> _Task to complete_:
Where a line below has the string "struct" in it, include it in the count, and give that count alone.

Saved entries
________________
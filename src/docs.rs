use crate::api::absence::{AbsenceRequest, JustificationUpdate, JustificationUpload};
use crate::model::absence::{Absence, AbsenceStatus};
use crate::models::{LoginReqDto, LoginResponse};
use crate::service::absence_service::AbsencePage;
use utoipa::openapi::security::{HttpAuthScheme, HttpBuilder, SecurityScheme};
use utoipa::{Modify, OpenApi};

#[derive(OpenApi)]
#[openapi(
    info(
        title = "Absence Management API",
        version = "1.0.0",
        description = r#"
## Absence Management

Records employee **absences** and drives their justification and validation workflow.

### 🔹 Key Features
- **Absences**
  - Create an absence for a date range, or for today in one call
  - Paginated listing filtered by status, date and free text
  - Each employee sees the absences still waiting for their justification
- **Justification**
  - Plain text, or a multipart form with an attached document
- **Validation**
  - HR or Admin approve justified absences

### 🔐 Security
Every absence endpoint requires a **JWT Bearer** token obtained from `/auth/login`.
Employees act on their own absences; **Admin** and **HR** act on everyone's.

### 📦 Response Format
- JSON responses with camelCase fields
- Errors are `{"message": "..."}`

---
Built with **Rust**, **Actix Web**, **SQLx**, and **Utoipa**.
"#,
    ),
    paths(
        crate::auth::handlers::login,

        crate::api::absence::create_absence,
        crate::api::absence::create_today_absence,
        crate::api::absence::list_absences,
        crate::api::absence::needing_justification,
        crate::api::absence::today_absences,
        crate::api::absence::get_absence,
        crate::api::absence::justify_absence,
        crate::api::absence::validate_absence,
        crate::api::absence::delete_absence,
        crate::api::absence::justify_with_files,
        crate::api::absence::download_justification_file
    ),
    components(
        schemas(
            Absence,
            AbsenceStatus,
            AbsencePage,
            AbsenceRequest,
            JustificationUpdate,
            JustificationUpload,
            LoginReqDto,
            LoginResponse
        )
    ),
    modifiers(&SecurityAddon),
    tags(
        (name = "Absence", description = "Absence management APIs"),
        (name = "Auth", description = "Authentication APIs"),
    )
)]
pub struct ApiDoc;

struct SecurityAddon;

impl Modify for SecurityAddon {
    fn modify(&self, openapi: &mut utoipa::openapi::OpenApi) {
        if let Some(components) = openapi.components.as_mut() {
            components.add_security_scheme(
                "bearer_auth",
                SecurityScheme::Http(
                    HttpBuilder::new()
                        .scheme(HttpAuthScheme::Bearer)
                        .bearer_format("JWT")
                        .build(),
                ),
            );
        }
    }
}
pub mod absence_service;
________________
> _Answer to this exercise_:
2